Other suits were filed through Hal K. Waldman & Associates. Waldman did not respond to calls for comment.
In court paperwork, Pressdee said she was attempting to ease her patients’ pain. In court, before being sentenced, she said: “I just wanted to say I’m very sorry for what I’ve done. I know I’ve impacted a lot of lives, including my parents’, and I’m deeply, deeply sorry for what I’ve done.”
Seventeen of her patients died. Pressdee’s plea bargain, in which she admitted to three of the deaths, spared her from a possible death sentence.
While she sits in jail, her victims’ families continue their legal battles for, so far, unspecified damages.
In the latest suit, filed in April, Waldman sued Armstrong Rehabilitation and Nursing Facility on behalf of a 90-year-old woman who died one month after Pressdee was hired there.
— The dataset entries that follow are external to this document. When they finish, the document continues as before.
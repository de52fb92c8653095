//! Argument quoting for the host shell.
//!
//! Both rule sets are plain string functions available on every platform;
//! [`Quoting::host`] picks the one matching the shell [`shell_command`]
//! launches.
//!
//! [`shell_command`]: crate::shell::shell_command

/// Quoting rules of a command interpreter.
#[derive(Debug, Clone, Copy, PartialEq, Eq)]
pub enum Quoting {
    /// POSIX `sh`: single quotes.
    Posix,
    /// Windows `cmd.exe`: double quotes plus `^` escapes.
    Cmd,
}

impl Quoting {
    /// Rules for the shell used on this platform.
    #[must_use]
    pub fn host() -> Self {
        if cfg!(windows) { Self::Cmd } else { Self::Posix }
    }

    /// Quote `value` as exactly one argument.
    #[must_use]
    pub fn quote(self, value: &str) -> String {
        match self {
            Self::Posix => posix_quote(value),
            Self::Cmd => cmd_quote(value),
        }
    }
}

/// Wrap in single quotes; an embedded `'` becomes `'\''`.
#[must_use]
pub fn posix_quote(value: &str) -> String {
    let mut out = String::with_capacity(value.len().saturating_add(2));
    out.push('\'');
    for c in value.chars() {
        if c == '\'' {
            out.push_str("'\\''");
        } else {
            out.push(c);
        }
    }
    out.push('\'');
    out
}

/// Characters `cmd.exe` interprets even inside a quoted argument.
const CMD_METACHARACTERS: &[char] = &['&', '|', '<', '>', '^', '(', ')', '%', '!', '"'];

/// Wrap in double quotes and `^`-escape every metacharacter.
#[must_use]
pub fn cmd_quote(value: &str) -> String {
    let mut out = String::with_capacity(value.len().saturating_mul(2).saturating_add(2));
    out.push('"');
    for c in value.chars() {
        if CMD_METACHARACTERS.contains(&c) {
            out.push('^');
        }
        // Line breaks end a cmd.exe command.
        if c == '\r' || c == '\n' {
            out.push(' ');
            continue;
        }
        out.push(c);
    }
    out.push('"');
    out
}

#[cfg(test)]
mod tests {
    use super::*;

    #[test]
    fn posix_quotes_metacharacters() {
        assert_eq!(posix_quote("; rm -rf /"), "'; rm -rf /'");
        assert_eq!(posix_quote("$(id) `id` $HOME"), "'$(id) `id` $HOME'");
        assert_eq!(posix_quote(""), "''");
    }

    #[test]
    fn posix_escapes_single_quote() {
        assert_eq!(posix_quote("it's"), "'it'\\''s'");
        assert_eq!(posix_quote("'; rm -rf / #"), "''\\''; rm -rf / #'");
    }

    #[test]
    fn cmd_escapes_metacharacters() {
        assert_eq!(cmd_quote("&& calc.exe"), "\"^&^& calc.exe\"");
        assert_eq!(cmd_quote("a|b<c>d"), "\"a^|b^<c^>d\"");
        assert_eq!(cmd_quote("%PATH%!x!"), "\"^%PATH^%^!x^!\"");
        assert_eq!(cmd_quote("say \"hi\""), "\"say ^\"hi^\"\"");
        assert_eq!(cmd_quote("a\r\nb"), "\"a  b\"");
    }

    #[test]
    fn host_matches_platform() {
        if cfg!(windows) {
            assert_eq!(Quoting::host(), Quoting::Cmd);
        } else {
            assert_eq!(Quoting::host(), Quoting::Posix);
        }
    }

    #[cfg(unix)]
    #[tokio::test]
    async fn quoted_value_stays_one_argument() {
        for hostile in ["; echo pwned", "&& echo pwned", "$(echo pwned)", "a' ; echo pwned '"] {
            let script = format!("printf '%s' {}", posix_quote(hostile));
            let out = tokio::process::Command::new("sh")
                .arg("-c")
                .arg(&script)
                .output()
                .await
                .unwrap();
            assert_eq!(String::from_utf8_lossy(&out.stdout), hostile);
        }
    }
}
//! Child-process containment shared by the shell and script strategies.
//!
//! Every child runs with a cleared environment, a vetted working
//! directory, piped stdio and its own process group. The group is killed
//! when the execution times out, is cancelled, or finishes, so background
//! descendants never outlive the request.

use std::path::{Path, PathBuf};
use std::process::Stdio;
use std::time::Duration;

use tokio::io::{AsyncRead, AsyncReadExt, AsyncWriteExt};
use tokio::process::Command;
use tokio_util::sync::CancellationToken;
use tracing::{debug, warn};
use warden_core::{SandboxPolicy, env_policy, truncate};

use crate::error::{SandboxError, SandboxResult};

/// Paths that are refused as a working directory, along with everything
/// below them.
const BLOCKED_TREES: &[&str] = &[
    "/etc", "/bin", "/sbin", "/usr", "/boot", "/dev", "/proc", "/sys", "/lib", "/lib64", "/root",
    "/System", "/Library", "C:\\Windows",
];

/// Paths refused only as an exact match; their subdirectories are fine.
const BLOCKED_EXACT: &[&str] = &["/", "/var", "/home", "/Users", "C:\\"];

/// Read buffer size for captured output.
const READ_CHUNK: usize = 8 * 1024;

/// How long output is still drained once the child has exited.
const DRAIN_GRACE: Duration = Duration::from_millis(500);

/// Kills a process group when dropped.
#[derive(Debug)]
pub struct ProcessGroupGuard {
    pgid: Option<u32>,
}

impl ProcessGroupGuard {
    /// Guard the group led by `pid`.
    #[must_use]
    pub fn new(pid: Option<u32>) -> Self {
        Self { pgid: pid }
    }

    /// Send `SIGKILL` to the group now. Later calls do nothing.
    pub fn kill(&mut self) {
        let Some(pgid) = self.pgid.take() else {
            return;
        };
        kill_group(pgid);
    }
}

impl Drop for ProcessGroupGuard {
    fn drop(&mut self) {
        self.kill();
    }
}

#[cfg(unix)]
fn kill_group(pgid: u32) {
    use nix::sys::signal::{Signal, killpg};
    use nix::unistd::Pid;

    let Ok(raw) = i32::try_from(pgid) else {
        return;
    };
    match killpg(Pid::from_raw(raw), Signal::SIGKILL) {
        // ESRCH: every member already exited.
        Ok(()) | Err(nix::errno::Errno::ESRCH) => {},
        Err(e) => debug!(pgid, error = %e, "Failed to kill process group"),
    }
}

#[cfg(not(unix))]
fn kill_group(_pgid: u32) {
    // kill_on_drop terminates the direct child.
}
//! Audit storage trait and backends.

use std::fs::{File, OpenOptions};
use std::io::{BufRead, BufReader, Write};
use std::path::{Path, PathBuf};
use std::sync::{Mutex, PoisonError};

use crate::entry::AuditLogEntry;
use crate::error::{AuditError, AuditResult};

/// Storage backend for audit logs.
///
/// Implementations must be thread-safe; `store` is the only write and is
/// append-only.
pub trait AuditStorage: Send + Sync {
    /// Append an entry.
    ///
    /// # Errors
    ///
    /// Returns an error if the entry cannot be persisted.
    fn store(&self, entry: &AuditLogEntry) -> AuditResult<()>;

    /// Read back every entry in insertion order.
    ///
    /// # Errors
    ///
    /// Returns an error if retrieval or deserialization fails.
    fn entries(&self) -> AuditResult<Vec<AuditLogEntry>>;
}

/// JSON-lines file backend.
///
/// The file is created `0600` on Unix. An existing file with wider
/// permissions is tightened on open.
pub struct FileAuditStorage {
    path: PathBuf,
    file: Mutex<File>,
}

impl FileAuditStorage {
    /// Open or create the audit file at `path`.
    ///
    /// # Errors
    ///
    /// Returns an error if the file or its parent directory cannot be
    /// created, or its permissions cannot be restricted.
    pub fn open(path: impl AsRef<Path>) -> AuditResult<Self> {
        let path = path.as_ref().to_path_buf();
        if let Some(parent) = path.parent()
            && !parent.as_os_str().is_empty()
        {
            std::fs::create_dir_all(parent)?;
        }

        let mut options = OpenOptions::new();
        options.create(true).append(true);
        #[cfg(unix)]
        {
            use std::os::unix::fs::OpenOptionsExt;
            options.mode(0o600);
        }
        let file = options.open(&path)?;
        restrict_permissions(&path, &file)?;

        Ok(Self {
            path,
            file: Mutex::new(file),
        })
    }

    /// Location of the audit file.
    #[must_use]
    pub fn path(&self) -> &Path {
        &self.path
    }
}

#[cfg(unix)]
fn restrict_permissions(path: &Path, file: &File) -> AuditResult<()> {
    use std::os::unix::fs::PermissionsExt;

    let mode = file.metadata()?.permissions().mode() & 0o777;
    if mode & 0o077 != 0 {
        tracing::warn!(
            path = %path.display(),
            mode = %format_args!("{mode:o}"),
            "Audit file was accessible by other users, restricting to 0600"
        );
        file.set_permissions(std::fs::Permissions::from_mode(0o600))?;
        let now = file.metadata()?.permissions().mode() & 0o777;
        if now & 0o077 != 0 {
            return Err(AuditError::InsecurePermissions {
                path: path.display().to_string(),
                mode: now,
            });
        }
    }
    Ok(())
}

#[cfg(not(unix))]
fn restrict_permissions(_path: &Path, _file: &File) -> AuditResult<()> {
    Ok(())
}

impl AuditStorage for FileAuditStorage {
    fn store(&self, entry: &AuditLogEntry) -> AuditResult<()> {
        let mut line =
            serde_json::to_vec(entry).map_err(|e| AuditError::SerializationError(e.to_string()))?;
        line.push(b'\n');

        // Single write under the lock so concurrent appends never interleave.
        let mut file = self.file.lock().unwrap_or_else(PoisonError::into_inner);
        file.write_all(&line)?;
        file.flush()?;
        Ok(())
    }

    fn entries(&self) -> AuditResult<Vec<AuditLogEntry>> {
        let reader = BufReader::new(File::open(&self.path)?);
        let mut entries = Vec::new();
        for line in reader.lines() {
            let line = line?;
            if line.trim().is_empty() {
                continue;
            }
            let entry = serde_json::from_str(&line)
                .map_err(|e| AuditError::SerializationError(e.to_string()))?;
            entries.push(entry);
        }
        Ok(entries)
    }
}

impl std::fmt::Debug for FileAuditStorage {
    fn fmt(&self, f: &mut std::fmt::Formatter<'_>) -> std::fmt::Result {
        f.debug_struct("FileAuditStorage")
            .field("path", &self.path)
            .finish_non_exhaustive()
    }
}

/// In-memory backend (for testing).
#[derive(Debug, Default)]
pub struct MemoryAuditStorage {
    entries: Mutex<Vec<AuditLogEntry>>,
}

impl MemoryAuditStorage {
    /// Create an empty store.
    #[must_use]
    pub fn new() -> Self {
        Self::default()
    }
}

impl AuditStorage for MemoryAuditStorage {
    fn store(&self, entry: &AuditLogEntry) -> AuditResult<()> {
        self.entries
            .lock()
            .unwrap_or_else(PoisonError::into_inner)
            .push(entry.clone());
        Ok(())
    }

    fn entries(&self) -> AuditResult<Vec<AuditLogEntry>> {
        Ok(self
            .entries
            .lock()
            .unwrap_or_else(PoisonError::into_inner)
            .clone())
    }
}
The suit claims staff members at Armstrong Rehabilitation were negligent by failing to prevent Pressdee from administering unnecessary insulin to the patient, who was in the facility to be treated for dementia, and failing to report or act on reports regarding suspected abuse, among other claims.
Similar claims fill the other lawsuits filed against the nursing facilities.
One of the suits against Sunnyview Rehabilitation claims a 43-year-old man died after Pressdee injected him with a lethal dose of insulin. It also claims Pressdee routinely abused the alleged victim by calling him derogatory names and withholding food and water.
Three families hired Peirce’s firm, alleging family members were killed by Pressdee’s negligence at Belair.
Peirce previously said his firm was “hired by the families of Heather Pressdee’s victims to get answers as to how she was permitted to continue working in these facilities, despite her erratic, disturbing and abusive behavior.”